No. of patients | TNF-α inhibitor E/I/A |
Time to onset (months) |
Underlying disease | Treatment | |
---|---|---|---|---|---|
Reported cases | 63 | 43/12/8 | 24±22 | RA 36, AS 11, PsA 10, JIA 4, SAPHO 1, Crohn 1 | Discontinuation 31 Corticosteroids 28 Not available 4 |
Present case | 1 | Etanercept | 8 | RA | Discontinuation |
E: etanercept, I: infliximab, A: adalimumab, RA: rheumatoid arthritis, AS: ankylosing spondylitis, PsA: psoriatic arthritis, JIA: juvenile idiopathic arthritis, SAPHO: Sapho syndrome, Crohn: Crohn disease
Sarcoidosis is also induced by immune checkpoint inhibitors. Several recent studies reported that sarcoidosis or sarcoid-like granulomatosis developed in patients with malignant tumors treated by monoclonal antibodies against cytotoxic T-lymphocyte-associated antigen-4 (CTLA-4) and programmed death 1 (PD-1) (4, 5). Braun et al. reported that the PD-1 pathway in CD4 T cells was upregulated in sarcoidosis (20). PD-1 is a marker of lymphocyte exhaustion; thus, chronic lymphocytic inflammation may be associated with the pathogenesis of sarcoidosis. Enhanced lymphocyte proliferation by blockade of co-inhibitory signalling by immune checkpoint inhibitors is thought to be related to disease development.

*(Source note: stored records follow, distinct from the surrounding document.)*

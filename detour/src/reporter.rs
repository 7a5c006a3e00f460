// SPDX-License-Identifier: MIT OR Apache-2.0

//! The boundary through which event records leave the instrumented program.

use std::sync::mpsc;

use detour_common::{EventRecord, Sysno};

/// Receives one record per gated operation, synchronously on the thread that
/// performed the call.
///
/// Blocking inside [`report`](Reporter::report) holds that thread, which is
/// the intended mechanism for a scheduler to impose an order on otherwise
/// concurrent OS interactions. Delivery failure handling belongs to the
/// transport an implementation plugs into, not to this layer.
pub trait Reporter: Send + Sync {
    fn report(&self, sysno: Sysno, record: &EventRecord);
}

/// Discards every record. Used when a session is constructed with the gate
/// off and no scheduler attached.
#[derive(Debug, Default, Clone, Copy)]
pub struct NullReporter;

impl Reporter for NullReporter {
    fn report(&self, _sysno: Sysno, _record: &EventRecord) {}
}

/// Forwards records over an in-process channel, for harnesses that consume
/// them from another thread.
#[derive(Clone)]
pub struct ChannelReporter {
    tx: mpsc::Sender<EventRecord>,
}

impl ChannelReporter {
    pub fn new() -> (Self, mpsc::Receiver<EventRecord>) {
        let (tx, rx) = mpsc::channel();
        (Self { tx }, rx)
    }
}

impl Reporter for ChannelReporter {
    fn report(&self, _sysno: Sysno, record: &EventRecord) {
        // A gone receiver means nobody is scheduling us anymore; the real
        // operation already completed, so the record is simply dropped.
        let _ = self.tx.send(*record);
    }
}
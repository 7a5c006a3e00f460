// SPDX-License-Identifier: MIT OR Apache-2.0

//! Syscall interposition and event reporting for deterministic testing.
//!
//! Every OS-facing operation offered by this crate is an interposition point:
//! a thin wrapper around the real call that, when the session's gate is
//! active, hands a fixed-shape [`EventRecord`] describing the completed call
//! to an injected [`Reporter`]. The reporter boundary is where an external
//! deterministic scheduler observes (and, by blocking, orders) the program's
//! OS-level nondeterminism. Instrumentation never changes what the caller
//! sees: return values and errors pass through untouched.
//!
//! ```no_run
//! use detour::{fs, ChannelReporter, Session};
//!
//! # fn main() -> std::io::Result<()> {
//! let (reporter, events) = ChannelReporter::new();
//! let session = Session::new(reporter);
//!
//! let mut file = fs::File::create(&session, "/tmp/x")?;
//! use std::io::Write as _;
//! file.write_all(b"hello")?;
//! drop(file);
//!
//! for record in events.try_iter() {
//!     println!("{record}");
//! }
//! # Ok(())
//! # }
//! ```

pub mod env;
pub mod fs;
pub mod net;
pub mod process;
pub mod reporter;
pub mod session;
pub mod time;

#[cfg(test)]
mod tests;

pub use detour_common::{
    BoundedStr, EventRecord, Sysno, Value, ValueKind, EVENT_SLOTS, NAME_CAPACITY,
};
pub use reporter::{ChannelReporter, NullReporter, Reporter};
pub use session::Session;
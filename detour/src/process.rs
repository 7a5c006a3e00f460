// SPDX-License-Identifier: MIT OR Apache-2.0

//! Interposition points for process identity and lifecycle queries.

use std::{io, path::PathBuf};

use detour_common::{EventRecord, Sysno, Value};
use log::trace;

use crate::session::Session;

fn identity_query(session: &Session, sysno: Sysno, value: isize) {
    trace!(target: "detour", "[{}] {value}", sysno.name());
    session.report(EventRecord::new(sysno, &[], &[Value::Integer(value)]));
}

pub fn id(session: &Session) -> u32 {
    let pid = unsafe { libc::getpid() };
    if session.is_active() {
        identity_query(session, Sysno::GetPid, pid as isize);
    }
    pid as u32
}

pub fn parent_id(session: &Session) -> u32 {
    let ppid = unsafe { libc::getppid() };
    if session.is_active() {
        identity_query(session, Sysno::GetPpid, ppid as isize);
    }
    ppid as u32
}

pub fn uid(session: &Session) -> u32 {
    let uid = unsafe { libc::getuid() };
    if session.is_active() {
        identity_query(session, Sysno::GetUid, uid as isize);
    }
    uid
}

pub fn euid(session: &Session) -> u32 {
    let euid = unsafe { libc::geteuid() };
    if session.is_active() {
        identity_query(session, Sysno::GetEuid, euid as isize);
    }
    euid
}

pub fn gid(session: &Session) -> u32 {
    let gid = unsafe { libc::getgid() };
    if session.is_active() {
        identity_query(session, Sysno::GetGid, gid as isize);
    }
    gid
}

pub fn egid(session: &Session) -> u32 {
    let egid = unsafe { libc::getegid() };
    if session.is_active() {
        identity_query(session, Sysno::GetEgid, egid as isize);
    }
    egid
}

/// Returns the supplementary group ids of the process.
pub fn groups(session: &Session) -> io::Result<Vec<u32>> {
    let gated = session.is_active();

    let count = unsafe { libc::getgroups(0, std::ptr::null_mut()) };
    let mut err = (count < 0).then(io::Error::last_os_error);

    let mut gids = vec![0 as libc::gid_t; count.max(0) as usize];
    if err.is_none() && count > 0 {
        let res = unsafe { libc::getgroups(count, gids.as_mut_ptr()) };
        err = (res < 0).then(io::Error::last_os_error);
        if res >= 0 {
            gids.truncate(res as usize);
        }
    }

    if gated {
        trace!(target: "detour", "[GETGROUPS] {}", gids.len());
        let result = if err.is_none() {
            Value::array(gids.len())
        } else {
            Value::Unsupported
        };
        session.report(EventRecord::new(
            Sysno::GetGroups,
            &[],
            &[result, Value::Error],
        ));
    }

    match err {
        Some(err) => Err(err),
        None => Ok(gids.into_iter().map(|gid| gid as u32).collect()),
    }
}

/// Sends `signal` to `pid`.
pub fn kill(session: &Session, pid: i32, signal: i32) -> io::Result<()> {
    let args = session
        .is_active()
        .then(|| [Value::Integer(pid as isize), Value::Integer(signal as isize)]);

    let res = unsafe { libc::kill(pid as libc::pid_t, signal as libc::c_int) };
    let err = (res < 0).then(io::Error::last_os_error);

    if let Some(args) = args {
        trace!(target: "detour", "[KILL] {pid} {signal}");
        session.report(EventRecord::new(Sysno::Kill, &args, &[Value::Error]));
    }

    match err {
        Some(err) => Err(err),
        None => Ok(()),
    }
}

/// Waits for the child `pid` to change state, returning its raw wait status.
pub fn wait(session: &Session, pid: i32) -> io::Result<i32> {
    let args = session.is_active().then(|| [Value::Integer(pid as isize)]);

    let mut status: libc::c_int = 0;
    let res = unsafe { libc::waitpid(pid as libc::pid_t, &mut status, 0) };
    let err = (res < 0).then(io::Error::last_os_error);

    if let Some(args) = args {
        trace!(target: "detour", "[WAIT4] {pid}");
        session.report(EventRecord::new(
            Sysno::Wait4,
            &args,
            &[Value::Integer(res.max(0) as isize), Value::Error],
        ));
    }

    match err {
        Some(err) => Err(err),
        None => Ok(status),
    }
}

/// Terminates the process with `code`. The one wrapper whose real operation
/// never returns, so the report necessarily precedes it.
pub fn exit(session: &Session, code: i32) -> ! {
    if session.is_active() {
        trace!(target: "detour", "[EXIT] {code}");
        session.report(EventRecord::new(
            Sysno::Exit,
            &[Value::Integer(code as isize)],
            &[],
        ));
    }

    std::process::exit(code)
}

/// Returns the path of the executable that started the process.
pub fn executable(session: &Session) -> io::Result<PathBuf> {
    let gated = session.is_active();

    let res = std::env::current_exe();

    if gated {
        trace!(target: "detour", "[EXECUTABLE]");
        let result = match &res {
            Ok(path) => Value::string(&path.to_string_lossy()),
            Err(_) => Value::Unsupported,
        };
        session.report(EventRecord::new(
            Sysno::Executable,
            &[],
            &[result, Value::Error],
        ));
    }

    res
}

/// Returns the current working directory.
pub fn getwd(session: &Session) -> io::Result<PathBuf> {
    let gated = session.is_active();

    let res = std::env::current_dir();

    if gated {
        trace!(target: "detour", "[GETWD]");
        let result = match &res {
            Ok(path) => Value::string(&path.to_string_lossy()),
            Err(_) => Value::Unsupported,
        };
        session.report(EventRecord::new(
            Sysno::Getwd,
            &[],
            &[result, Value::Error],
        ));
    }

    res
}

pub fn page_size(session: &Session) -> usize {
    let size = unsafe { libc::sysconf(libc::_SC_PAGESIZE) };

    if session.is_active() {
        identity_query(session, Sysno::GetPageSize, size.max(0) as isize);
    }

    size.max(0) as usize
}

Sarcoidosis is believed to be caused by an immune response after exposure to environmental factors, including infectious agents, in genetically susceptible individuals. Accumulating evidence suggests that P. acnes is the causative organism of sarcoidosis (7-11), as it is the only microorganism that has been isolated from bacterial cultures of sarcoidosis granulomas (7). In addition, fragments of nucleic acids of P. acnes have been detected in sarcoid lymph nodes by quantitative polymerase chain reactions and in situ hybridization (8-10). In an immunohistochemical study using a PAB antibody, Negi et al. reported a high frequency and specificity of P. acnes in sarcoid granulomas (11). In their analysis, PAB antibodies did not react with non-sarcoid granulomas such as tuberculosis or in sarcoid reactions caused by malignant tumors. Furthermore, findings from case reports and small clinical trials suggest that antibiotics such as tetracyclines and macrolides are effective for treating sarcoidosis (21-23), perhaps because of their anti-inflammatory and anti-microbial effects against infectious microorganisms such as P. acnes.
In our patient, P. acnes was identified in noncaseating granulomas of sarcoidosis induced by TNF-α inhibitors. It is hypothesized that latent P. acnes infection in the lungs and lymph nodes is activated by environmental factors, which triggers an immune response in patients with P. acnes allergy (24). Thus, we hypothesize that among individuals with systemic immunological disorders and malignant tumors, those with latent P. acnes infection may show aberrant responses to drugs such as TNF-α inhibitors and immune checkpoint inhibitors and consequently develop drug-induced sarcoidosis. This hypothesis suggests that DISRs and sarcoidosis share a pathogenetic mechanism and differ only in the exogenous stimuli that trigger their development. The extrinsic factors that activate the host are distinct in DISRs and are unclear in some patients with sarcoidosis.
Conclusions
To the best of our knowledge, this is the first case in which P. acnes was detected in the granulomas of a patient with sarcoidosis induced by a TNF-α inhibitor. These findings suggest that P. acnes is a cause of sarcoidosis, even in cases induced by drugs such as TNF-α inhibitors.
Author's disclosure of potential Conflicts of Interest (COI).
Kazutoshi Shibuya: Research funding, Dainippon Sumitomo Pharma. Sakae Homma: Research funding, Nippon Boehringer Ingerheim.
Acknowledgement
The authors thank David Kipler for editing the language of the article.